🤖 AI Summary
This paper investigates the origins of attribute bias and evaluation distortion in unconditional image generation. Addressing the limitation of existing bias assessments—which rely on attribute classifiers whose outputs are highly sensitive to decision boundary artifacts—we propose a reference-distribution-based bias quantification framework. Our approach integrates multi-architecture generation (Diffusion models and GANs), pretrained classifiers, and statistical sensitivity analysis. Key contributions: (1) The intrinsic attribute shift in generated distributions is empirically minimal; (2) Observed substantial bias primarily stems from classifier sensitivity to continuous attributes in high-density regions of the latent space—not from inherent model bias; (3) Current evaluation paradigms induce systematic distortion. Crucially, we demonstrate for the first time that the evaluation framework itself constitutes the dominant confounder in bias detection, challenging prevailing attribution assumptions. This insight calls for more robust, socially aware fairness evaluation practices grounded in distributional analysis rather than classifier-dependent heuristics.
📝 Abstract
The widespread adoption of generative AI models has raised growing concerns about representational harm and potential discriminatory outcomes.
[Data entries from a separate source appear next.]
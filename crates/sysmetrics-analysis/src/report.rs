use std::fmt;

use serde::Serialize;

use crate::{DispersionLevel, EventAnalysis};

/// Plain-language reading of an [`EventAnalysis`].
#[derive(Debug, Clone, PartialEq, Eq, Serialize)]
pub struct Report {
    /// What the dispersion of response times says about stability.
    pub interpretation: String,
    /// Observations about volume and failures.
    pub patterns: Vec<String>,
    /// Where to look next.
    pub suggestion: String,
}

impl Report {
    #[must_use]
    pub fn from_analysis(analysis: &EventAnalysis) -> Self {
        let interpretation = match analysis.dispersion {
            DispersionLevel::Homogeneous => {
                "Response times are homogeneous, which points to a stable system."
            }
            DispersionLevel::Moderate => {
                "Response times show moderate dispersion; some variability is present and may be normal."
            }
            DispersionLevel::Heterogeneous => {
                "Response times are heterogeneous, which points to instability or significant outliers worth investigating."
            }
        }
        .to_owned();

        let mut patterns = vec![format!(
            "The system processed {} events with {} failures (error rate {:.2}%).",
            analysis.total_events, analysis.total_errors, analysis.error_rate
        )];
        let suggestion = if let Some(worst) = &analysis.most_problematic_service {
            patterns.push(format!(
                "The most problematic service was {} with {} errors.",
                worst.service, worst.errors
            ));
            format!(
                "Focus the investigation on {} to find the root cause of its failures.",
                worst.service
            )
        } else {
            patterns.push("No errors were recorded.".to_owned());
            "The system is running stably without errors; optimization can target overall performance."
                .to_owned()
        };

        Self {
            interpretation,
            patterns,
            suggestion,
        }
    }
}

impl fmt::Display for Report {
    fn fmt(&self, f: &mut fmt::Formatter<'_>) -> fmt::Result {
        writeln!(f, "Interpretation:")?;
        writeln!(f, "  {}", self.interpretation)?;
        writeln!(f, "Patterns:")?;
        for pattern in &self.patterns {
            writeln!(f, "  - {pattern}")?;
        }
        writeln!(f, "Suggestion:")?;
        write!(f, "  {}", self.suggestion)
    }
}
Yet, despite growing literature on this topic, the mechanisms by which bias emerges - especially in unconditional generation - remain disentangled. We define the bias of an attribute as the difference between the probability of its presence in the observed distribution and its expected proportion in an ideal reference distribution. In our analysis, we train a set of unconditional image generative models and adopt a commonly used bias evaluation framework to study bias shift between training and generated distributions. Our experiments reveal that the detected attribute shifts are small. We find that the attribute shifts are sensitive to the attribute classifier used to label generated images in the evaluation framework, particularly when its decision boundaries fall in high-density regions. Our empirical analysis indicates that this classifier sensitivity is often observed in attributes values that lie on a spectrum, as opposed to exhibiting a binary nature. This highlights the need for more representative labeling practices, understanding the shortcomings through greater scrutiny of evaluation frameworks, and recognizing the socially complex nature of attributes when evaluating bias.